'The way the farmhouse is described as a single flat shape continues to hold my admiration'

Landscape with Farmhouse, 1892, by William Nicholson (1872–1949), 8in by 9.in, Private Collection

Tom Helme says:

‘The oil is small and painted on the back of a cigar box, giving a different look to canvas, which I love. Choice of materials and method are fundamental to success in all creation, just as mystery plays a part in beauty.

Nicholson started painting this picture standing in the landscape, with one hand open to the end of a British landscape tradition. What is exciting is the tentative finger pointing forward to the abstract. The way the farmhouse is described as a single flat shape continues to hold my admiration. How and where pictures are hung either allows them to radiate or closes them down. This one, my favourite, hangs in our boyish set in Piccadilly under tight stairs and is viewed at a distance of 1ft when sitting on the mahogany thunderbox. Perfect!’

Tom Helme is an interior designer and former Advisor on Decoration to the National Trust. He is the creator of the original Farrow & Ball colours and co-founder of the fabrics and accessories company Fermoie

John McEwen comments on Landscape with Farmhouse

Father of the more famous Ben’ remains William Nicholson’s unworthy lot, although Patricia Reed’s 2011 catalogue raisonné of the paintings endorses that other scholar Tim Hilton’s assessment: ‘Ben still gets more attention [and higher prices], but William is more loved.’ Nicholson was born at Newark-on-Trent, Nottinghamshire. His father ran the family industrial firm and was briefly the town’s Conservative MP. As a teenager, Nicholson had painting lessons from a local artist, the septuagenarian William Cubley, and particularly enjoyed their country sketching trips.

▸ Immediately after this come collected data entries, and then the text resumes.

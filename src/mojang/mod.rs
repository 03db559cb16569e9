/// Remote identity and texture adapters
///
/// HTTP implementations of the resolution collaborators: username lookups,
/// profile texture loading and the external fallback provider. Every
/// request waits on a shared politeness limiter first.
pub mod client;
pub mod external;
pub mod profile;

pub use client::MojangClient;
pub use external::HttpExternalFallback;

use crate::{
    config::HttpConfig,
    error::{EngineError, EngineResult, FetchError},
    metrics,
};
use governor::{
    clock::DefaultClock,
    state::{InMemoryState, NotKeyed},
    Quota, RateLimiter,
};
use reqwest::{header::RETRY_AFTER, Response, StatusCode};
use serde::de::DeserializeOwned;
use std::{num::NonZeroU32, sync::Arc, time::Duration};

type DirectLimiter = RateLimiter<NotKeyed, InMemoryState, DefaultClock>;

/// Map an HTTP status onto the fetch failure taxonomy
///
/// `Ok` for any 2xx other than 204.
pub fn classify_status(status: u16, retry_after: Option<&str>) -> Result<(), FetchError> {
    match status {
        204 | 404 => Err(FetchError::NotFound(format!("HTTP {}", status))),
        200..=299 => Ok(()),
        429 => Err(FetchError::RateLimited {
            retry_after: retry_after
                .and_then(|v| v.trim().parse::<u64>().ok())
                .map(Duration::from_secs),
        }),
        500..=599 => Err(FetchError::Network(format!("Server error {}", status))),
        _ => Err(FetchError::Internal(format!("Unexpected status {}", status))),
    }
}

/// Rate-limited HTTP client shared by the adapters
#[derive(Clone)]
pub struct RemoteHttp {
    client: reqwest::Client,
    limiter: Arc<DirectLimiter>,
}

impl RemoteHttp {
    pub fn new(config: &HttpConfig) -> EngineResult<Self> {
        let client = reqwest::Client::builder()
            .user_agent(&config.user_agent)
            .timeout(Duration::from_secs(config.timeout_secs))
            .build()
            .map_err(|e| EngineError::HttpClient(format!("Failed to create HTTP client: {}", e)))?;

        let per_second = NonZeroU32::new(config.requests_per_second).ok_or_else(|| {
            EngineError::Config("Outbound request rate must be positive".to_string())
        })?;

        Ok(Self {
            client,
            limiter: Arc::new(RateLimiter::direct(Quota::per_second(per_second))),
        })
    }

    /// GET `url`, classifying transport errors and non-success statuses
    pub async fn get(&self, endpoint: &'static str, url: &str) -> Result<Response, FetchError> {
        self.limiter.until_ready().await;
        let response = self.client.get(url).send().await.map_err(|e| {
            metrics::record_remote_transport_error(endpoint);
            FetchError::from(e)
        })?;
        Self::check(endpoint, response)
    }

    /// HEAD `url`, true on success and false when the remote has nothing there
    pub async fn probe(&self, endpoint: &'static str, url: &str) -> Result<bool, FetchError> {
        self.limiter.until_ready().await;
        let response = self.client.head(url).send().await.map_err(|e| {
            metrics::record_remote_transport_error(endpoint);
            FetchError::from(e)
        })?;

        match Self::check(endpoint, response) {
            Ok(_) => Ok(true),
            Err(FetchError::NotFound(_)) => Ok(false),
            Err(e) => Err(e),
        }
    }

    pub async fn get_json<T: DeserializeOwned>(
        &self,
        endpoint: &'static str,
        url: &str,
    ) -> Result<T, FetchError> {
        self.get(endpoint, url)
            .await?
            .json::<T>()
            .await
            .map_err(|e| FetchError::Internal(format!("Malformed {} response: {}", endpoint, e)))
    }

    pub async fn get_bytes(&self, endpoint: &'static str, url: &str) -> Result<Vec<u8>, FetchError> {
        let bytes = self.get(endpoint, url).await?.bytes().await?;
        Ok(bytes.to_vec())
    }

    fn check(endpoint: &'static str, response: Response) -> Result<Response, FetchError> {
        let status = response.status();
        metrics::record_remote_request(endpoint, status.as_u16());

        if status == StatusCode::OK {
            return Ok(response);
        }

        let retry_after = response
            .headers()
            .get(RETRY_AFTER)
            .and_then(|v| v.to_str().ok());
        classify_status(status.as_u16(), retry_after)?;
        Ok(response)
    }
}

#[cfg(test)]
mod tests {
    use super::*;

    #[test]
    fn test_classify_status() {
        assert!(classify_status(200, None).is_ok());
        assert!(matches!(classify_status(204, None), Err(FetchError::NotFound(_))));
        assert!(matches!(classify_status(404, None), Err(FetchError::NotFound(_))));
        assert!(matches!(classify_status(503, None), Err(FetchError::Network(_))));
        assert!(matches!(classify_status(400, None), Err(FetchError::Internal(_))));
        assert!(matches!(classify_status(302, None), Err(FetchError::Internal(_))));
    }

    #[test]
    fn test_rate_limit_reads_retry_after() {
        assert_eq!(
            classify_status(429, Some("120")),
            Err(FetchError::RateLimited {
                retry_after: Some(Duration::from_secs(120))
            })
        );
        // HTTP-date form is not parsed, the cooldown floor applies instead
        assert_eq!(
            classify_status(429, Some("Wed, 21 Oct 2015 07:28:00 GMT")),
            Err(FetchError::RateLimited { retry_after: None })
        );
    }

    #[test]
    fn test_zero_rate_is_rejected() {
        let config = HttpConfig {
            requests_per_second: 0,
            ..HttpConfig::default()
        };
        assert!(matches!(RemoteHttp::new(&config), Err(EngineError::Config(_))));
    }
}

At 16, he joined the academician Hubert von Herkomer’s art school at Bushey, near Watford, where he met a Scottish student, Mabel Pryde, whose brother James, six years his senior, was already an artistic success. This was a definitive moment. In 1893, he married Mabel and, in 1894, formed the printmaking partnership J. & W. Beggarstaff with his brother-in-law, which made his name.

After leaving Herkomer, he briefly attended the Académie Julian in Paris. In the census of that year, he described himself as an artist, aged 27, although he was only 19 and had never sold a picture; a disdain for form filling lasted a lifetime.

This landscape, one of his earliest surviving pictures, dates from his return to Newark from France, when he lived with his parents and had a studio in the garden. Many years later, he gave it to his former mistress and housekeeper, Marie Laquelle, at which point the signature and heavy varnish were probably added. Laquelle seems to have been a teasing endearment of Nicholson’s—‘Marie laquelle?’—adopted by Marie. It was never her legal name.